- Qui met vraiment en danger les institutions ? (...) La justice qui demande des comptes aux hommes politiques, ou ceux qui sont censés en être les garants et qui refusent de témoigner alors qu’ils sont soupçonnés dans des affaires de corruption ?
- La presse fait son métier, elle est un miroir, un amplificateur. Nous sommes passés d’une démocratie représentative à une démocratie d’opinion, puis d’émotion. Toute émotion, bonne ou mauvaise, est un déclencheur de réactions.
- La démocratie ne nous protège pas des mensonges.
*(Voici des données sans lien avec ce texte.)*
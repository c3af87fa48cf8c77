use axum::http::{Method, StatusCode};
use serde_json::json;
use tower::ServiceExt;

use crate::test_support;

fn registration(username: &str, email: &str) -> serde_json::Value {
    json!({
        "username": username,
        "email": email,
        "password": "secret-pass",
        "full_name": "Riley Learner",
        "qualification": "BSc",
        "date_of_birth": "2001-04-12"
    })
}

#[tokio::test]
async fn register_login_and_profile() {
    let Some(ctx) = test_support::setup_test_context().await else {
        return;
    };

    let response = ctx
        .app
        .clone()
        .oneshot(test_support::json_request(
            Method::POST,
            "/api/auth/register",
            None,
            Some(registration("riley", "riley@example.com")),
        ))
        .await
        .expect("register");
    let status = response.status();
    let registered = test_support::read_json(response).await;
    assert_eq!(status, StatusCode::CREATED, "response: {registered}");
    assert_eq!(registered["message"], "User registered successfully");
    assert_eq!(registered["user"]["roles"], json!(["user"]));
    assert_eq!(registered["user"]["is_admin"], false);
    assert_eq!(registered["user"]["date_of_birth"], "2001-04-12");

    let response = ctx
        .app
        .clone()
        .oneshot(test_support::json_request(
            Method::POST,
            "/api/auth/login",
            None,
            Some(json!({ "username": "riley@example.com", "password": "secret-pass" })),
        ))
        .await
        .expect("login");
    let status = response.status();
    let login = test_support::read_json(response).await;
    assert_eq!(status, StatusCode::OK, "response: {login}");
    assert_eq!(login["message"], "Login successful");
    assert_eq!(login["token_type"], "bearer");
    let access_token = login["access_token"].as_str().expect("access token").to_string();
    let refresh_token = login["refresh_token"].as_str().expect("refresh token").to_string();

    let response = ctx
        .app
        .clone()
        .oneshot(test_support::json_request(
            Method::GET,
            "/api/auth/profile",
            Some(&access_token),
            None,
        ))
        .await
        .expect("profile");
    let status = response.status();
    let profile = test_support::read_json(response).await;
    assert_eq!(status, StatusCode::OK, "response: {profile}");
    assert_eq!(profile["user"]["username"], "riley");
    assert_eq!(profile["user"]["qualification"], "BSc");

    let response = ctx
        .app
        .oneshot(test_support::json_request(
            Method::POST,
            "/api/auth/refresh",
            Some(&refresh_token),
            None,
        ))
        .await
        .expect("refresh");
    let status = response.status();
    let refreshed = test_support::read_json(response).await;
    assert_eq!(status, StatusCode::OK, "response: {refreshed}");
    assert!(refreshed["access_token"].as_str().is_some());
}

#[tokio::test]
async fn register_rejects_missing_fields_and_duplicates() {
    let Some(ctx) = test_support::setup_test_context().await else {
        return;
    };

    let mut missing = registration("sam", "sam@example.com");
    missing.as_object_mut().expect("object").remove("password");
    let response = ctx
        .app
        .clone()
        .oneshot(test_support::json_request(Method::POST, "/api/auth/register", None, Some(missing)))
        .await
        .expect("register");
    assert_eq!(response.status(), StatusCode::BAD_REQUEST);
    let body = test_support::read_json(response).await;
    assert_eq!(body["detail"], "password is required");

    test_support::insert_user(&ctx.state, "sam", "sam-existing@example.com").await;
    let response = ctx
        .app
        .clone()
        .oneshot(test_support::json_request(
            Method::POST,
            "/api/auth/register",
            None,
            Some(registration("sam", "sam@example.com")),
        ))
        .await
        .expect("register duplicate");
    assert_eq!(response.status(), StatusCode::CONFLICT);
    let body = test_support::read_json(response).await;
    assert_eq!(body["detail"], "Username already exists");

    let response = ctx
        .app
        .oneshot(test_support::json_request(
            Method::POST,
            "/api/auth/register",
            None,
            Some(registration("sammy", "sam-existing@example.com")),
        ))
        .await
        .expect("register duplicate email");
    assert_eq!(response.status(), StatusCode::CONFLICT);
    let body = test_support::read_json(response).await;
    assert_eq!(body["detail"], "Email already exists");
}

#[tokio::test]
async fn login_rejects_bad_credentials() {
    let Some(ctx) = test_support::setup_test_context().await else {
        return;
    };
    test_support::insert_user(&ctx.state, "quinn", "quinn@example.com").await;

    let response = ctx
        .app
        .clone()
        .oneshot(test_support::json_request(
            Method::POST,
            "/api/auth/login",
            None,
            Some(json!({ "username": "quinn", "password": "wrong-password" })),
        ))
        .await
        .expect("login");
    assert_eq!(response.status(), StatusCode::UNAUTHORIZED);
    let body = test_support::read_json(response).await;
    assert_eq!(body["detail"], "Invalid credentials");

    let response = ctx
        .app
        .oneshot(test_support::json_request(
            Method::POST,
            "/api/auth/login",
            None,
            Some(json!({ "username": "quinn" })),
        ))
        .await
        .expect("login");
    assert_eq!(response.status(), StatusCode::BAD_REQUEST);
}

#[tokio::test]
async fn logout_revokes_the_access_token() {
    let Some(ctx) = test_support::setup_test_context().await else {
        return;
    };
    if !ctx.state.redis().is_connected().await {
        return;
    }

    let user = test_support::insert_user(&ctx.state, "morgan", "morgan@example.com").await;
    let token = test_support::bearer_token(&user.id, ctx.state.settings());

    let response = ctx
        .app
        .clone()
        .oneshot(test_support::json_request(Method::POST, "/api/auth/logout", Some(&token), None))
        .await
        .expect("logout");
    assert_eq!(response.status(), StatusCode::OK);

    let response = ctx
        .app
        .oneshot(test_support::json_request(Method::GET, "/api/auth/profile", Some(&token), None))
        .await
        .expect("profile");
    assert_eq!(response.status(), StatusCode::UNAUTHORIZED);
    let body = test_support::read_json(response).await;
    assert_eq!(body["detail"], "Token has been revoked");
}
//! Row sources for monthly reports and CSV exports.

use sqlx::{FromRow, PgPool};
use time::{Date, PrimitiveDateTime};

use crate::repositories::dashboard::{PERCENT, QUIZ_MARKS_JOIN};

/// One attempt with the labels a report needs.
#[derive(Debug, Clone, PartialEq, FromRow)]
pub(crate) struct AttemptDetail {
    pub(crate) user_id: String,
    pub(crate) quiz_title: String,
    pub(crate) subject: String,
    pub(crate) chapter: String,
    pub(crate) total_scored: i32,
    pub(crate) total_marks: i64,
    pub(crate) attempted_at: PrimitiveDateTime,
}

/// Every attempt made in `[start, end)`, oldest first.
pub(crate) async fn attempts_between(
    pool: &PgPool,
    start: PrimitiveDateTime,
    end: PrimitiveDateTime,
) -> Result<Vec<AttemptDetail>, sqlx::Error> {
    sqlx::query_as::<_, AttemptDetail>(&format!(
        "SELECT sc.user_id, q.title AS quiz_title, s.name AS subject, c.name AS chapter,
                sc.total_scored, COALESCE(qm.total_marks, 0)::BIGINT AS total_marks,
                sc.time_stamp_of_attempt AS attempted_at
         FROM scores sc
         JOIN quizzes q ON q.id = sc.quiz_id
         JOIN chapters c ON c.id = q.chapter_id
         JOIN subjects s ON s.id = c.subject_id
         {QUIZ_MARKS_JOIN}
         WHERE sc.time_stamp_of_attempt >= $1 AND sc.time_stamp_of_attempt < $2
         ORDER BY sc.time_stamp_of_attempt, sc.id"
    ))
    .bind(start)
    .bind(end)
    .fetch_all(pool)
    .await
}

#[derive(Debug, Clone, PartialEq, FromRow)]
pub(crate) struct UserExportRow {
    pub(crate) quiz_id: String,
    pub(crate) quiz_title: String,
    pub(crate) subject: String,
    pub(crate) chapter: String,
    pub(crate) date_of_quiz: Date,
    pub(crate) attempted_at: PrimitiveDateTime,
    pub(crate) score: i32,
    pub(crate) total_marks: i64,
    pub(crate) time_taken: String,
    pub(crate) remarks: String,
}

pub(crate) async fn user_export_rows(
    pool: &PgPool,
    user_id: &str,
) -> Result<Vec<UserExportRow>, sqlx::Error> {
    sqlx::query_as::<_, UserExportRow>(&format!(
        "SELECT q.id AS quiz_id, q.title AS quiz_title, s.name AS subject, c.name AS chapter,
                q.date_of_quiz, sc.time_stamp_of_attempt AS attempted_at,
                sc.total_scored AS score, COALESCE(qm.total_marks, 0)::BIGINT AS total_marks,
                sc.time_taken, q.remarks
         FROM scores sc
         JOIN quizzes q ON q.id = sc.quiz_id
         JOIN chapters c ON c.id = q.chapter_id
         JOIN subjects s ON s.id = c.subject_id
         {QUIZ_MARKS_JOIN}
         WHERE sc.user_id = $1
         ORDER BY sc.time_stamp_of_attempt, sc.id"
    ))
    .bind(user_id)
    .fetch_all(pool)
    .await
}

#[derive(Debug, Clone, PartialEq, FromRow)]
pub(crate) struct UserSummaryRow {
    pub(crate) user_id: String,
    pub(crate) username: String,
    pub(crate) email: String,
    pub(crate) full_name: String,
    pub(crate) quizzes_taken: i64,
    pub(crate) average_score: f64,
    pub(crate) average_percentage: f64,
    pub(crate) last_attempt: Option<PrimitiveDateTime>,
}

/// One summary row per user, including users without attempts.
pub(crate) async fn user_summary_rows(pool: &PgPool) -> Result<Vec<UserSummaryRow>, sqlx::Error> {
    sqlx::query_as::<_, UserSummaryRow>(&format!(
        "SELECT u.id AS user_id, u.username, u.email, u.full_name,
                COUNT(sc.id) AS quizzes_taken,
                COALESCE(AVG(sc.total_scored), 0)::FLOAT8 AS average_score,
                COALESCE(AVG({PERCENT}) FILTER (WHERE sc.id IS NOT NULL), 0)::FLOAT8
                    AS average_percentage,
                MAX(sc.time_stamp_of_attempt) AS last_attempt
         FROM users u
         LEFT JOIN scores sc ON sc.user_id = u.id
         {QUIZ_MARKS_JOIN}
         GROUP BY u.id, u.username, u.email, u.full_name
         ORDER BY u.username"
    ))
    .fetch_all(pool)
    .await
}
Mais la dictature nous empêche, par essence, de distinguer le vrai du faux.
- Je ne crois pas qu’on respecte mieux le peuple quand on lui tend le miroir de son quotidien, plutôt qu’en ouvrant la fenêtre pour partager avec lui ce qui arrive au reste de l’humanité.
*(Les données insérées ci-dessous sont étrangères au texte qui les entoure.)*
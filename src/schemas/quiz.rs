use serde::{Deserialize, Serialize};
use validator::Validate;

use crate::core::time::{format_date, format_primitive};
use crate::db::models::{Question, Quiz};
use crate::schemas::{trimmed, trimmed_opt};

#[derive(Debug, Deserialize, Validate)]
pub(crate) struct QuizPayload {
    #[serde(default, deserialize_with = "trimmed")]
    #[validate(length(
        min = 3,
        max = 200,
        message = "Length of title should be between 3 and 200 characters"
    ))]
    pub(crate) title: String,
    #[serde(default, deserialize_with = "trimmed")]
    #[validate(length(min = 1, message = "chapter_id is required"))]
    pub(crate) chapter_id: String,
    #[serde(default, deserialize_with = "trimmed")]
    #[validate(length(min = 1, message = "date_of_quiz is required"))]
    pub(crate) date_of_quiz: String,
    #[serde(default, deserialize_with = "trimmed")]
    #[validate(length(min = 1, message = "time_duration is required"))]
    pub(crate) time_duration: String,
    #[serde(default, deserialize_with = "trimmed")]
    #[validate(length(max = 1000, message = "Remarks too long (max 1000 characters)"))]
    pub(crate) remarks: String,
    #[serde(default)]
    pub(crate) is_active: Option<bool>,
}

#[derive(Debug, Deserialize, Validate)]
pub(crate) struct QuestionPayload {
    #[serde(default, deserialize_with = "trimmed")]
    #[validate(length(min = 1, message = "quiz_id is required"))]
    pub(crate) quiz_id: String,
    #[serde(default, deserialize_with = "trimmed")]
    #[validate(length(
        min = 3,
        max = 1000,
        message = "Length of question should be between 3 and 1000 characters"
    ))]
    pub(crate) question_statement: String,
    #[serde(default, deserialize_with = "trimmed")]
    #[validate(length(min = 1, max = 500, message = "option1 is required"))]
    pub(crate) option1: String,
    #[serde(default, deserialize_with = "trimmed")]
    #[validate(length(min = 1, max = 500, message = "option2 is required"))]
    pub(crate) option2: String,
    #[serde(default, deserialize_with = "trimmed_opt")]
    #[validate(length(max = 500, message = "option3 is too long"))]
    pub(crate) option3: Option<String>,
    #[serde(default, deserialize_with = "trimmed_opt")]
    #[validate(length(max = 500, message = "option4 is too long"))]
    pub(crate) option4: Option<String>,
    #[serde(default)]
    #[validate(range(min = 1, max = 4, message = "Correct option must be 1, 2, 3, or 4"))]
    pub(crate) correct_option: i32,
    #[serde(default = "default_marks")]
    #[validate(range(min = 1, max = 1000, message = "marks must be between 1 and 1000"))]
    pub(crate) marks: i32,
}

const fn default_marks() -> i32 {
    1
}

impl QuestionPayload {
    /// Number of filled-in options, 2 to 4.
    pub(crate) fn available_options(&self) -> usize {
        2 + [&self.option3, &self.option4].iter().filter(|option| option.is_some()).count()
    }

    /// A correct option must point at a populated choice.
    pub(crate) fn check_correct_option(&self) -> Result<(), String> {
        let populated = match self.correct_option {
            1 | 2 => true,
            3 => self.option3.is_some(),
            4 => self.option4.is_some(),
            _ => false,
        };
        if populated {
            Ok(())
        } else {
            Err(format!(
                "Correct option {} is not available. Only {} options provided.",
                self.correct_option,
                self.available_options()
            ))
        }
    }
}

#[derive(Debug, Default, Deserialize)]
pub(crate) struct QuizListQuery {
    #[serde(default)]
    pub(crate) search: Option<String>,
    #[serde(default)]
    pub(crate) chapter_id: Option<String>,
    #[serde(default)]
    pub(crate) is_active: Option<bool>,
}

#[derive(Debug, Default, Deserialize)]
pub(crate) struct QuestionListQuery {
    #[serde(default)]
    pub(crate) search: Option<String>,
    #[serde(default)]
    pub(crate) quiz_id: Option<String>,
}

#[derive(Debug, Clone, Serialize, Deserialize)]
pub(crate) struct QuizResponse {
    pub(crate) id: String,
    pub(crate) title: String,
    pub(crate) chapter_id: String,
    pub(crate) chapter_name: String,
    pub(crate) subject_id: String,
    pub(crate) subject_name: String,
    pub(crate) date_of_quiz: String,
    pub(crate) time_duration: String,
    pub(crate) remarks: String,
    pub(crate) is_active: bool,
    pub(crate) question_count: i64,
    pub(crate) total_marks: i64,
    pub(crate) created_at: String,
    pub(crate) updated_at: String,
}

impl QuizResponse {
    pub(crate) fn from_db(quiz: Quiz) -> Self {
        Self {
            id: quiz.id,
            title: quiz.title,
            chapter_id: quiz.chapter_id,
            chapter_name: quiz.chapter_name,
            subject_id: quiz.subject_id,
            subject_name: quiz.subject_name,
            date_of_quiz: format_date(quiz.date_of_quiz),
            time_duration: quiz.time_duration,
            remarks: quiz.remarks,
            is_active: quiz.is_active,
            question_count: quiz.question_count,
            total_marks: quiz.total_marks,
            created_at: format_primitive(quiz.created_at),
            updated_at: format_primitive(quiz.updated_at),
        }
    }
}

/// Admin view of a question, answer included.
#[derive(Debug, Clone, Serialize, Deserialize)]
pub(crate) struct QuestionResponse {
    pub(crate) id: String,
    pub(crate) quiz_id: String,
    pub(crate) quiz_title: String,
    pub(crate) question_statement: String,
    pub(crate) option1: String,
    pub(crate) option2: String,
    pub(crate) option3: Option<String>,
    pub(crate) option4: Option<String>,
    pub(crate) correct_option: i32,
    pub(crate) marks: i32,
    pub(crate) created_at: String,
    pub(crate) updated_at: String,
}

impl QuestionResponse {
    pub(crate) fn from_db(question: Question) -> Self {
        Self {
            id: question.id,
            quiz_id: question.quiz_id,
            quiz_title: question.quiz_title,
            question_statement: question.question_statement,
            option1: question.option1,
            option2: question.option2,
            option3: question.option3,
            option4: question.option4,
            correct_option: question.correct_option,
            marks: question.marks,
            created_at: format_primitive(question.created_at),
            updated_at: format_primitive(question.updated_at),
        }
    }
}

#[derive(Debug, Clone, Serialize, Deserialize)]
pub(crate) struct AttemptQuiz {
    pub(crate) id: String,
    pub(crate) title: String,
    pub(crate) time_duration: String,
    pub(crate) remarks: String,
    pub(crate) question_count: usize,
    pub(crate) total_marks: i64,
}

/// A question as shown to someone taking the quiz; never carries the answer.
#[derive(Debug, Clone, Serialize, Deserialize)]
pub(crate) struct AttemptQuestion {
    pub(crate) id: String,
    pub(crate) question_statement: String,
    pub(crate) option1: String,
    pub(crate) option2: String,
    pub(crate) option3: Option<String>,
    pub(crate) option4: Option<String>,
    pub(crate) marks: i32,
}

#[derive(Debug, Clone, Serialize, Deserialize)]
pub(crate) struct AttemptResponse {
    pub(crate) quiz: AttemptQuiz,
    pub(crate) questions: Vec<AttemptQuestion>,
}

impl AttemptResponse {
    pub(crate) fn build(quiz: Quiz, questions: Vec<Question>) -> Self {
        let questions: Vec<AttemptQuestion> = questions
            .into_iter()
            .map(|question| AttemptQuestion {
                id: question.id,
                question_statement: question.question_statement,
                option1: question.option1,
                option2: question.option2,
                option3: question.option3,
                option4: question.option4,
                marks: question.marks,
            })
            .collect();

        Self {
            quiz: AttemptQuiz {
                id: quiz.id,
                title: quiz.title,
                time_duration: quiz.time_duration,
                remarks: quiz.remarks,
                question_count: questions.len(),
                total_marks: quiz.total_marks,
            },
            questions,
        }
    }
}
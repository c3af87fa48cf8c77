//! Attempt scoring.
//!
//! A submission maps question ids to the chosen option (1-4). Each question
//! of the quiz whose chosen option equals its correct option contributes its
//! marks. Percentages are always taken against the quiz's current marks sum,
//! so they are computed at read time and never stored.

use std::collections::HashMap;

use serde_json::Value;
use thiserror::Error;

/// Attempts allowed per user per quiz.
pub(crate) const MAX_ATTEMPTS: i64 = 5;

const VALID_OPTIONS: std::ops::RangeInclusive<i64> = 1..=4;

#[derive(Debug, Clone, PartialEq, Eq)]
pub(crate) struct AnswerKey {
    pub(crate) question_id: String,
    pub(crate) correct_option: i32,
    pub(crate) marks: i32,
}

#[derive(Debug, Clone, Copy, PartialEq, Eq)]
pub(crate) struct ScoreOutcome {
    pub(crate) total_scored: i32,
    pub(crate) total_questions: i32,
    pub(crate) total_marks: i64,
}

impl ScoreOutcome {
    pub(crate) fn percentage(&self) -> f64 {
        percentage(self.total_scored as i64, self.total_marks)
    }
}

#[derive(Debug, Error, PartialEq, Eq)]
pub(crate) enum ScoringError {
    #[error("Invalid option for question {question_id}. Options must be between 1 and 4.")]
    InvalidOption { question_id: String },
    #[error("Quiz has no questions")]
    NoQuestions,
    #[error("Total score is too large")]
    ScoreOverflow,
}

/// Validates raw JSON answer values. Every value must be an integer in 1..=4.
pub(crate) fn parse_answers(raw: &HashMap<String, Value>) -> Result<HashMap<String, i32>, ScoringError> {
    raw.iter()
        .map(|(question_id, value)| match value.as_i64() {
            Some(option) if VALID_OPTIONS.contains(&option) => {
                Ok((question_id.clone(), option as i32))
            }
            _ => Err(ScoringError::InvalidOption { question_id: question_id.clone() }),
        })
        .collect()
}

pub(crate) fn score_attempt(
    keys: &[AnswerKey],
    answers: &HashMap<String, i32>,
) -> Result<ScoreOutcome, ScoringError> {
    if keys.is_empty() {
        return Err(ScoringError::NoQuestions);
    }

    let scored: i64 = keys
        .iter()
        .filter(|key| answers.get(&key.question_id) == Some(&key.correct_option))
        .map(|key| i64::from(key.marks))
        .sum();
    let total_scored = i32::try_from(scored).map_err(|_| ScoringError::ScoreOverflow)?;
    let total_questions = i32::try_from(keys.len()).map_err(|_| ScoringError::ScoreOverflow)?;
    let total_marks = keys.iter().map(|key| i64::from(key.marks)).sum();

    Ok(ScoreOutcome { total_scored, total_questions, total_marks })
}

/// `scored / possible * 100`, rounded to two decimals; zero when nothing is possible.
pub(crate) fn percentage(scored: i64, possible: i64) -> f64 {
    if possible <= 0 {
        return 0.0;
    }
    round2(scored as f64 / possible as f64 * 100.0)
}

pub(crate) fn round2(value: f64) -> f64 {
    (value * 100.0).round() / 100.0
}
- En politique, les morts se relèvent toujours.
- Je me demande parfois si vingt ans de ma vie ont été vingt ans de mensonges.
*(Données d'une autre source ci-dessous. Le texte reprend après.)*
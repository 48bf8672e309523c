//! Crate-level constants and runtime configuration for the triage pipeline.
//!
//! `TriageConfig` carries the simulated analysis latency, attachment limits,
//! the speech event buffer and the specialist ordering strategy. Values come
//! from `Default` and can be overridden from the environment.

use std::time::Duration;

use serde::{Deserialize, Serialize};

/// Application-level constants
pub const APP_NAME: &str = "SymptomTriage";
pub const APP_VERSION: &str = env!("CARGO_PKG_VERSION");

/// Environment variable names read by `TriageConfig::from_env`.
pub const ENV_ANALYSIS_DELAY_MS: &str = "TRIAGE_ANALYSIS_DELAY_MS";
pub const ENV_IMAGE_DELAY_MS: &str = "TRIAGE_IMAGE_DELAY_MS";
pub const ENV_MAX_ATTACHMENTS: &str = "TRIAGE_MAX_ATTACHMENTS";

/// Log filter used when `RUST_LOG` is not set.
pub fn default_log_filter() -> &'static str {
    if cfg!(debug_assertions) {
        "symptom_triage=debug,warn"
    } else {
        "symptom_triage=info,warn"
    }
}

// ═══════════════════════════════════════════════════════════
// Types
// ═══════════════════════════════════════════════════════════

/// How recommended specialists are ordered.
#[derive(Debug, Clone, Copy, PartialEq, Eq, Serialize, Deserialize, Default)]
#[serde(rename_all = "snake_case")]
pub enum RankingStrategy {
    /// Keep the order the category declares its specialists in.
    #[default]
    DeclarationOrder,
    /// Rating descending, then "available today", then name ascending.
    RatingThenAvailability,
}

/// Runtime configuration for the triage pipeline.
#[derive(Debug, Clone, PartialEq, Serialize, Deserialize)]
pub struct TriageConfig {
    /// Simulated model latency for text-only submissions.
    pub analysis_delay: Duration,
    /// Simulated model latency when images are attached.
    pub image_analysis_delay: Duration,
    /// Maximum number of attachments accepted per submission.
    pub max_attachments: usize,
    /// Maximum size of a single attachment in bytes.
    pub max_attachment_bytes: usize,
    /// Capacity of the speech transcript event channel.
    pub speech_buffer: usize,
    pub ranking: RankingStrategy,
}

impl Default for TriageConfig {
    fn default() -> Self {
        Self {
            analysis_delay: Duration::from_millis(2000),
            image_analysis_delay: Duration::from_millis(3000),
            max_attachments: 10,
            max_attachment_bytes: 10 * 1024 * 1024,
            speech_buffer: 32,
            ranking: RankingStrategy::DeclarationOrder,
        }
    }
}

impl TriageConfig {
    /// Defaults overridden by `TRIAGE_*` environment variables.
    /// Malformed values are logged and ignored.
    pub fn from_env() -> Self {
        let mut config = Self::default();
        if let Some(ms) = env_parse::<u64>(ENV_ANALYSIS_DELAY_MS) {
            config.analysis_delay = Duration::from_millis(ms);
        }
        if let Some(ms) = env_parse::<u64>(ENV_IMAGE_DELAY_MS) {
            config.image_analysis_delay = Duration::from_millis(ms);
        }
        if let Some(max) = env_parse::<usize>(ENV_MAX_ATTACHMENTS) {
            config.max_attachments = max;
        }
        config
    }

    /// Delay applied before results are released for a turn.
    pub fn delay_for(&self, attachment_count: usize) -> Duration {
        if attachment_count > 0 {
            self.image_analysis_delay
        } else {
            self.analysis_delay
        }
    }

    /// Config with no simulated latency (tests, batch use).
    pub fn immediate() -> Self {
        Self {
            analysis_delay: Duration::ZERO,
            image_analysis_delay: Duration::ZERO,
            ..Self::default()
        }
    }
}

fn env_parse<T: std::str::FromStr>(key: &str) -> Option<T> {
    let raw = std::env::var(key).ok()?;
    match raw.trim().parse::<T>() {
        Ok(value) => Some(value),
        Err(_) => {
            tracing::warn!(key, value = %raw, "Ignoring malformed configuration value");
            None
        }
    }
}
- Pour moi, le coeur de la gauche reste la lutte sans relâche contre les inégalités qui ne cessent d’augmenter, en dépit d’une promesse républicaine, trop longtemps oubliée. C’est dans cette gauche-là que je me reconnais.
- Dire que Trump, c’est le peuple, alors qu’il s’agit d’un milliardaire sexiste, raciste, homophobe... Lorsqu’il a été élu, j’ai ressenti l’inquiétude fondamentale qu’ont connue mes parents, mes grands-parents, face à un monde inconnu dans lequel il pouvait se passer n’importe quoi d’imprévisible, de dangereux.
- Au point où j’en suis de ma vie et de ma carrière, je me sens, oui, assez libre.